Abstract. Net throughfall (NTF) measurements of the fallout radionuclides (FRNs) ⁷Be and ²¹⁰Pb confirm that precipitation is a strong net source of secondary aerosol and particulate matter (PM) to a temperate forest canopy, which retains nearly 60 % of total wet and dry annual atmospheric flux of the FRNs (four trees, three species, two sites, n=159). Estimation of dry deposition using a multiple regression technique and predictors of precipitation depth and duration of the antecedent dry period agrees well with ecosystem mass balance, with about 25 % of both ⁷Be and ²¹⁰Pb annual flux deposited by dry processes, and total FRN fluxes in reasonable agreement with regional soil inventories. In contrast to the FRNs, other trace metals (TMs) including Pb and Hg show large enrichments in throughfall which derive from processes of internal ecosystem recycling including PM resuspension, leaching from tree metabolic pathways, and physicochemical weathering of non-foliar biological tissues of the tree canopy (collectively ‘phyllosphere’).

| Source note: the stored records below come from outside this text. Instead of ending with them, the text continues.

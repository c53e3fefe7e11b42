/*
 * Copyright 2020 Nikhil Marathe <nsm.nikhil@gmail.com>
 *
 * Licensed under the Apache License, Version 2.0 (the "License");
 * you may not use this file except in compliance with the License.
 * You may obtain a copy of the License at
 *
 *     http://www.apache.org/licenses/LICENSE-2.0
 *
 * Unless required by applicable law or agreed to in writing, software
 * distributed under the License is distributed on an "AS IS" BASIS,
 * WITHOUT WARRANTIES OR CONDITIONS OF ANY KIND, either express or implied.
 * See the License for the specific language governing permissions and
 * limitations under the License.
 */

//! The closed set of things that can be asked about a delegated target.
//!
//! Every kind contributes a Starlark function to the generated cquery file. That function
//! produces a single line payload, which the same kind knows how to decode.

use serde::{de::DeserializeOwned, Deserialize};
use thiserror::Error;

#[derive(Debug, Clone, Copy, PartialEq, Eq, Hash, PartialOrd, Ord)]
pub enum RequestKind {
    OutputFiles,
    PythonBinary,
    CcInfo,
    ApexInfo,
    CcUnstrippedInfo,
}

impl RequestKind {
    pub const ALL: [RequestKind; 5] = [
        RequestKind::OutputFiles,
        RequestKind::PythonBinary,
        RequestKind::CcInfo,
        RequestKind::ApexInfo,
        RequestKind::CcUnstrippedInfo,
    ];

    /// Unique and alphanumeric, used to build Starlark identifiers.
    pub fn name(&self) -> &'static str {
        match self {
            RequestKind::OutputFiles => "getOutputFiles",
            RequestKind::PythonBinary => "getPythonBinary",
            RequestKind::CcInfo => "getCcInfo",
            RequestKind::ApexInfo => "getApexInfo",
            RequestKind::CcUnstrippedInfo => "getCcUnstrippedInfo",
        }
    }

    pub fn from_name(name: &str) -> Option<RequestKind> {
        RequestKind::ALL.iter().copied().find(|k| k.name() == name)
    }

    /// Body of a Starlark function taking `(target, id_string)` and returning a string with no
    /// newlines. Statements are indented by two spaces relative to the function.
    pub fn starlark_function_body(&self) -> &'static str {
        match self {
            RequestKind::OutputFiles => OUTPUT_FILES_BODY,
            RequestKind::PythonBinary => PYTHON_BINARY_BODY,
            RequestKind::CcInfo => CC_INFO_BODY,
            RequestKind::ApexInfo => APEX_INFO_BODY,
            RequestKind::CcUnstrippedInfo => CC_UNSTRIPPED_INFO_BODY,
        }
    }
}

#[derive(Error, Debug)]
#[error("cannot decode {kind} result {raw:?}: {source}")]
pub struct ResultParseError {
    pub kind: &'static str,
    pub raw: String,
    #[source]
    pub source: serde_json::Error,
}

/// Typed decoding for a request kind.
pub trait CqueryRequest {
    type Output;
    const KIND: RequestKind;

    fn parse_result(raw: &str) -> Result<Self::Output, ResultParseError>;
}

fn parse_json<T: DeserializeOwned>(kind: RequestKind, raw: &str) -> Result<T, ResultParseError> {
    serde_json::from_str(raw).map_err(|source| ResultParseError {
        kind: kind.name(),
        raw: raw.to_owned(),
        source,
    })
}

pub struct GetOutputFiles;
pub struct GetPythonBinary;
pub struct GetCcInfo;
pub struct GetApexInfo;
pub struct GetCcUnstrippedInfo;

impl CqueryRequest for GetOutputFiles {
    type Output = Vec<String>;
    const KIND: RequestKind = RequestKind::OutputFiles;

    fn parse_result(raw: &str) -> Result<Vec<String>, ResultParseError> {
        parse_json(Self::KIND, raw)
    }
}

impl CqueryRequest for GetPythonBinary {
    type Output = String;
    const KIND: RequestKind = RequestKind::PythonBinary;

    fn parse_result(raw: &str) -> Result<String, ResultParseError> {
        Ok(raw.to_owned())
    }
}

impl CqueryRequest for GetCcInfo {
    type Output = CcInfo;
    const KIND: RequestKind = RequestKind::CcInfo;

    fn parse_result(raw: &str) -> Result<CcInfo, ResultParseError> {
        parse_json(Self::KIND, raw)
    }
}

impl CqueryRequest for GetApexInfo {
    type Output = ApexInfo;
    const KIND: RequestKind = RequestKind::ApexInfo;

    fn parse_result(raw: &str) -> Result<ApexInfo, ResultParseError> {
        parse_json(Self::KIND, raw)
    }
}

impl CqueryRequest for GetCcUnstrippedInfo {
    type Output = CcUnstrippedInfo;
    const KIND: RequestKind = RequestKind::CcUnstrippedInfo;

    fn parse_result(raw: &str) -> Result<CcUnstrippedInfo, ResultParseError> {
        parse_json(Self::KIND, raw)
    }
}

#[derive(Debug, Clone, Default, PartialEq, Eq, Deserialize)]
#[serde(rename_all = "PascalCase", default)]
pub struct CcInfo {
    pub output_files: Vec<String>,
    pub cc_object_files: Vec<String>,
    pub cc_shared_library_files: Vec<String>,
    pub cc_static_library_files: Vec<String>,
    pub includes: Vec<String>,
    pub system_includes: Vec<String>,
    pub headers: Vec<String>,
    /// Archives owned by the target itself, as opposed to its dependencies.
    pub root_static_archives: Vec<String>,
    pub root_dynamic_libraries: Vec<String>,
    pub tidy_files: Vec<String>,
    pub toc_file: String,
    pub unstripped_output: String,
}

#[derive(Debug, Clone, Default, PartialEq, Eq, Deserialize)]
#[serde(default)]
pub struct ApexInfo {
    pub signed_output: String,
    pub unsigned_output: String,
    pub provides_native_libs: Vec<String>,
    pub requires_native_libs: Vec<String>,
    /// Public key followed by private key.
    pub bundle_key_info: Vec<String>,
    /// Certificate followed by private key.
    pub container_key_info: Vec<String>,
    pub package_name: String,
}

#[derive(Debug, Clone, Default, PartialEq, Eq, Deserialize)]
#[serde(rename_all = "PascalCase", default)]
pub struct CcUnstrippedInfo {
    pub output_file: String,
    pub unstripped_output: String,
}

const OUTPUT_FILES_BODY: &str = "return json_encode([f.path for f in target.files.to_list()])";

const PYTHON_BINARY_BODY: &str = r#"return providers(target)["FilesToRunProvider"].executable.path"#;

const CC_INFO_BODY: &str = r#"output_files = [f.path for f in target.files.to_list()]
p = providers(target)
cc_info = p.get("CcInfo")
if not cc_info:
  fail("%s did not provide CcInfo" % id_string)

compilation = cc_info.compilation_context
includes = compilation.includes.to_list()
system_includes = compilation.system_includes.to_list()
headers = [f.path for f in compilation.headers.to_list()]

object_files = []
static_libraries = []
root_static_archives = []
linker_inputs = cc_info.linking_context.linker_inputs.to_list()

static_info_tag = "//build/bazel/rules/cc:cc_library_static.bzl%CcStaticLibraryInfo"
if static_info_tag in p:
  static_info = p[static_info_tag]
  object_files = [f.path for f in static_info.objects]
  root_static_archives = [static_info.root_static_archive.path]
else:
  for linker_input in linker_inputs:
    for library in linker_input.libraries:
      object_files += [o.path for o in library.objects]
      if library.static_library:
        static_libraries.append(library.static_library.path)
        if linker_input.owner == target.label:
          root_static_archives.append(library.static_library.path)

shared_libraries = []
root_shared_libraries = []
unstripped = ""
shared_info_tag = "//build/bazel/rules/cc:cc_library_shared.bzl%CcSharedLibraryOutputInfo"
unstripped_tag = "//build/bazel/rules/cc:stripped_cc_common.bzl%CcUnstrippedInfo"
if shared_info_tag in p:
  path = p[shared_info_tag].output_file.path
  shared_libraries.append(path)
  root_shared_libraries.append(path)
  unstripped = path
  if unstripped_tag in p:
    unstripped = p[unstripped_tag].unstripped.path
else:
  for linker_input in linker_inputs:
    for library in linker_input.libraries:
      if library.dynamic_library:
        shared_libraries.append(library.dynamic_library.path)
        if linker_input.owner == target.label:
          root_shared_libraries.append(library.dynamic_library.path)

toc_file = ""
toc_tag = "//build/bazel/rules/cc:generate_toc.bzl%CcTocInfo"
if toc_tag in p:
  toc_file = p[toc_tag].toc.path

tidy_files = []
tidy_info = p.get("//build/bazel/rules/cc:clang_tidy.bzl%ClangTidyInfo")
if tidy_info:
  tidy_files = [f.path for f in tidy_info.transitive_tidy_files.to_list()]

return json_encode({
  "OutputFiles": output_files,
  "CcObjectFiles": object_files,
  "CcSharedLibraryFiles": shared_libraries,
  "CcStaticLibraryFiles": static_libraries,
  "Includes": includes,
  "SystemIncludes": system_includes,
  "Headers": headers,
  "RootStaticArchives": root_static_archives,
  "RootDynamicLibraries": root_shared_libraries,
  "TidyFiles": tidy_files,
  "TocFile": toc_file,
  "UnstrippedOutput": unstripped,
})"#;

const APEX_INFO_BODY: &str = r#"info = providers(target)["//build/bazel/rules/apex:apex.bzl%ApexInfo"]
return json_encode({
  "signed_output": info.signed_output.path,
  "unsigned_output": info.unsigned_output.path,
  "provides_native_libs": [str(lib) for lib in info.provides_native_libs],
  "requires_native_libs": [str(lib) for lib in info.requires_native_libs],
  "bundle_key_info": [info.bundle_key_pair[0].path, info.bundle_key_pair[1].path],
  "container_key_info": [info.container_key_pair[0].path, info.container_key_pair[1].path],
  "package_name": info.package_name,
})"#;

const CC_UNSTRIPPED_INFO_BODY: &str = r#"p = providers(target)
output_path = target.files.to_list()[0].path
unstripped = output_path
unstripped_tag = "//build/bazel/rules/cc:stripped_cc_common.bzl%CcUnstrippedInfo"
if unstripped_tag in p:
  unstripped = p[unstripped_tag].unstripped.files.to_list()[0].path
return json_encode({
  "OutputFile": output_path,
  "UnstrippedOutput": unstripped,
})"#;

To estimate the contributions to net throughfall from these internal pathways, which we term a change storage (ΔS), a new FRN canopy mass balance is derived based on the different half-lives of ⁷Be and ²¹⁰Pb. Estimated ΔS for selected elements are: SO₄=7 %; ²¹⁰Pb = 29 %; As = 42 %; ⁹Be = 45 %; Cd = 60 %; Hg = 60 %; Pb = 63 %; Fe =79 %; Al = 79 %; P =91 %. The balance of throughfall (1-ΔS) represents new ecosystem inputs. Change in storage for all elements was strongly correlated with export of particulate carbon (FPOM) and dissolved organic carbon (DOC) from the canopy, indicating that PM transformation during residence within the canopy facilitates metal release from storage. ΔS thus represents an emergent ecosystem property through which metal, carbon, and hydrologic cycles converge to determine the fate, reactivity, and timing of metal delivery to underlying soils. The forest canopy represents a substantial reservoir of decade-aged PM and cannot be assumed at steady-state with respect to ongoing atmospheric deposition, especially in the context of changing atmospheric composition, e.g., declining industrial emissions of Pb and Hg.